Aim of the task :: Scan the entries below. Report each line where the string "usize" occurs.
<<<<
#[async_trait]
impl QuestionRepository for InMemoryQuestionBank {
    async fn create_aggregate(
        &self,
        aggregate: &QuestionAggregate,
    ) -> Result<Question, QuestionRepositoryError> {
        let mut state = self.lock()?;

        if state
            .questions
            .iter()
            .any(|question| question.question_hash == aggregate.question_hash)
        {
            return Err(QuestionRepositoryError::duplicate_key(
                "questions_question_hash_key",
            ));
        }

        let id = state.question_id();
        let contents = state.materialise(&aggregate.contents);
        let choices = aggregate
            .choices
            .iter()
            .map(|choice| {
                let choice_contents = state.materialise(&choice.contents);
                Choice {
                    id: state.child_id(),
                    label: choice.label.clone(),
                    is_correct: choice.is_correct,
                    contents: choice_contents,
                }
            })
            .collect();
        let solutions = aggregate
            .solutions
            .iter()
            .map(|solution| {
                let solution_contents = state.materialise(&solution.contents);
                Solution {
                    id: state.child_id(),
                    contents: solution_contents,
                }
            })
            .collect();
        let citations = aggregate
            .citations
            .iter()
            .map(|citation| {
                let source = aggregate
                    .sources
                    .iter()
                    .find(|source| source.id == citation.source_id)
                    .cloned()
                    .unwrap_or_else(|| placeholder_source(citation.source_id));
                SourceCitation {
                    id: state.child_id(),
                    page: citation.page,
                    source,
                }
            })
            .collect();

        let question = Question {
            id,
            question_hash: aggregate.question_hash.clone(),
            question_type_id: aggregate.question_type_id,
            subtopic_id: aggregate.subtopic_id,
            difficulty_id: aggregate.difficulty_id,
            contents,
            choices,
            solutions,
            citations,
            areas: aggregate.areas.clone(),
        };
        state.questions.push(question.clone());
        Ok(question)
    }

    async fn get_page(
        &self,
        request: PageRequest,
        view: QuestionView,
    ) -> Result<Page<Question>, QuestionRepositoryError> {
        let state = self.lock()?;
        let total = state.questions.len() as u64;
        let offset = usize::try_from(request.offset()).unwrap_or(0);
        let items = state
            .questions
            .iter()
            .skip(offset)
            .take(request.limit() as usize)
            .cloned()
            .map(|question| strip_for_view(question, view))
            .collect();
        Ok(Page::new(items, total, request))
    }

    async fn get_by_id(
        &self,
        id: i32,
        view: QuestionView,
    ) -> Result<Option<Question>, QuestionRepositoryError> {
        let state = self.lock()?;
        Ok(state
            .questions
            .iter()
            .find(|question| question.id == id)
            .cloned()
            .map(|question| strip_for_view(question, view)))
    }

    async fn exists(&self, id: i32) -> Result<bool, QuestionRepositoryError> {
        let state = self.lock()?;
        Ok(state.questions.iter().any(|question| question.id == id))
    }

    async fn update_fields(
        &self,
        id: i32,
        update: QuestionFieldUpdate,
    ) -> Result<bool, QuestionRepositoryError> {
        let mut state = self.lock()?;
        let Some(question) = state.questions.iter_mut().find(|question| question.id == id) else {
            return Ok(false);
        };
        if let Some(question_type_id) = update.question_type_id {
            question.question_type_id = question_type_id;
        }
        if let Some(subtopic_id) = update.subtopic_id {
            question.subtopic_id = subtopic_id;
        }
        if let Some(difficulty_id) = update.difficulty_id {
            question.difficulty_id = difficulty_id;
        }
        if let Some(area_ids) = update.area_ids {
            question.areas = area_ids.into_iter().map(placeholder_area).collect();
        }
        Ok(true)
    }

    async fn delete(&self, id: i32) -> Result<bool, QuestionRepositoryError> {
        let mut state = self.lock()?;
        let before = state.questions.len();
        state.questions.retain(|question| question.id != id);
        Ok(state.questions.len() < before)
    }

    async fn find_content(
        &self,
        question_id: i32,
        content_id: i32,
    ) -> Result<Option<Content>, QuestionRepositoryError> {
        let state = self.lock()?;
        Ok(state
            .questions
            .iter()
            .find(|question| question.id == question_id)
            .and_then(|question| {
                question
                    .contents
                    .iter()
                    .find(|content| content.id == content_id)
                    .cloned()
            }))
    }

    async fn list_contents(
        &self,
        question_id: i32,
    ) -> Result<Vec<Content>, QuestionRepositoryError> {
        let state = self.lock()?;
        Ok(state
            .questions
            .iter()
            .find(|question| question.id == question_id)
            .map(|question| question.contents.clone())
            .unwrap_or_default())
    }

    async fn update_content(
        &self,
        question_id: i32,
        content_id: i32,
        update: ContentUpdate,
        question_hash: &str,
    ) -> Result<Content, QuestionRepositoryError> {
        let mut state = self.lock()?;
        let question = state
            .questions
            .iter_mut()
            .find(|question| question.id == question_id)
            .ok_or_else(|| QuestionRepositoryError::query("record not found"))?;

        question.question_hash = question_hash.to_owned();
        let content = question
            .contents
            .iter_mut()
            .find(|content| content.id == content_id)
            .ok_or_else(|| QuestionRepositoryError::query("record not found"))?;

        if let Some(kind) = update.kind {
            content.kind = kind;
        }
        if let Some(value) = update.value {
            content.value = value;
        }
        if let Some(order) = update.order {
            content.order = order;
        }
        if let Some(label) = update.label {
            content.label = Some(label);
        }
        Ok(content.clone())
    }

    async fn find_choice(
        &self,
        question_id: i32,
        choice_id: i32,
    ) -> Result<Option<Choice>, QuestionRepositoryError> {
        let state = self.lock()?;
        Ok(state
            .questions
            .iter()
            .find(|question| question.id == question_id)
            .and_then(|question| {
                question
                    .choices
                    .iter()
                    .find(|choice| choice.id == choice_id)
                    .cloned()
            }))
    }

    async fn correct_choices_excluding(
        &self,
        question_id: i32,
        exclude_choice_id: i32,
    ) -> Result<i64, QuestionRepositoryError> {
        let state = self.lock()?;
        Ok(state
            .questions
            .iter()
            .find(|question| question.id == question_id)
            .map(|question| {
                question
                    .choices
                    .iter()
                    .filter(|choice| choice.id != exclude_choice_id && choice.is_correct)
                    .count() as i64
            })
            .unwrap_or(0))
    }

    async fn choice_text_values_excluding(
        &self,
        question_id: i32,
        exclude_choice_id: i32,
    ) -> Result<Vec<String>, QuestionRepositoryError> {
        let state = self.lock()?;
        Ok(state
            .questions
            .iter()
            .find(|question| question.id == question_id)
            .map(|question| {
                question
                    .choices
                    .iter()
                    .filter(|choice| choice.id != exclude_choice_id)
                    .flat_map(|choice| &choice.contents)
                    .filter(|content| content.kind == ContentKind::Text)
                    .map(|content| content.value.clone())
                    .collect()
            })
            .unwrap_or_default())
    }

    async fn update_choice(
        &self,
        question_id: i32,
        choice_id: i32,
        update: ChoiceUpdate,
        demote_others: bool,
    ) -> Result<Choice, QuestionRepositoryError> {
        let mut state = self.lock()?;
        let question = state
            .questions
            .iter_mut()
            .find(|question| question.id == question_id)
            .ok_or_else(|| QuestionRepositoryError::query("record not found"))?;

        if demote_others {
            for choice in &mut question.choices {
                if choice.id != choice_id {
                    choice.is_correct = false;
                }
            }
        }

        let choice = question
            .choices
            .iter_mut()
            .find(|choice| choice.id == choice_id)
            .ok_or_else(|| QuestionRepositoryError::query("record not found"))?;

        if let Some(label) = update.label {
            choice.label = label;
        }
        if let Some(is_correct) = update.is_correct {
            choice.is_correct = is_correct;
        }
        if let Some(contents) = update.contents {
            choice.contents = contents
                .into_iter()
                .enumerate()
                .map(|(index, draft)| Content {
                    id: (index as i32) + 1_000,
                    kind: draft.kind,
                    value: draft.value,
                    order: draft.order,
                    label: draft.label,
                })
                .collect();
        }
        Ok(choice.clone())
    }

    async fn find_solution(
        &self,
        question_id: i32,
        solution_id: i32,
    ) -> Result<Option<Solution>, QuestionRepositoryError> {
        let state = self.lock()?;
        Ok(state
            .questions
            .iter()
            .find(|question| question.id == question_id)
            .and_then(|question| {
                question
                    .solutions
                    .iter()
                    .find(|solution| solution.id == solution_id)
                    .cloned()
            }))
    }

    async fn replace_solution_contents(
        &self,
        question_id: i32,
        solution_id: i32,
        contents: &[ContentDraft],
    ) -> Result<Solution, QuestionRepositoryError> {
        let mut state = self.lock()?;
        let replacement: Vec<Content> = contents
            .iter()
            .enumerate()
            .map(|(index, draft)| Content {
                id: (index as i32) + 2_000,
                kind: draft.kind,
                value: draft.value.clone(),
                order: draft.order,
                label: draft.label.clone(),
            })
            .collect();

        let question = state
            .questions
            .iter_mut()
            .find(|question| question.id == question_id)
            .ok_or_else(|| QuestionRepositoryError::query("record not found"))?;
        let solution = question
            .solutions
            .iter_mut()
            .find(|solution| solution.id == solution_id)
            .ok_or_else(|| QuestionRepositoryError::query("record not found"))?;

        solution.contents = replacement;
        Ok(solution.clone())
    }

    async fn find_citation(
        &self,
        question_id: i32,
        citation_id: i32,
    ) -> Result<Option<SourceCitation>, QuestionRepositoryError> {
        let state = self.lock()?;
        Ok(state
            .questions
            .iter()
            .find(|question| question.id == question_id)
            .and_then(|question| {
                question
                    .citations
                    .iter()
                    .find(|citation| citation.id == citation_id)
                    .cloned()
            }))
    }

    async fn update_citation(
        &self,
        question_id: i32,
        citation_id: i32,
        update: CitationUpdate,
    ) -> Result<(), QuestionRepositoryError> {
        let mut state = self.lock()?;
        let question = state
            .questions
            .iter_mut()
            .find(|question| question.id == question_id)
            .ok_or_else(|| QuestionRepositoryError::query("record not found"))?;
        let citation = question
            .citations
            .iter_mut()
            .find(|citation| citation.id == citation_id)
            .ok_or_else(|| QuestionRepositoryError::query("record not found"))?;

        if let Some(source_id) = update.source_id {
            citation.source = placeholder_source(source_id);
        }
        if let Some(page) = update.page {
            citation.page = page;
        }
        Ok(())
    }
}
>>>>
Task output ::
        let offset = usize::try_from(request.offset()).unwrap_or(0);
            .take(request.limit() as usize)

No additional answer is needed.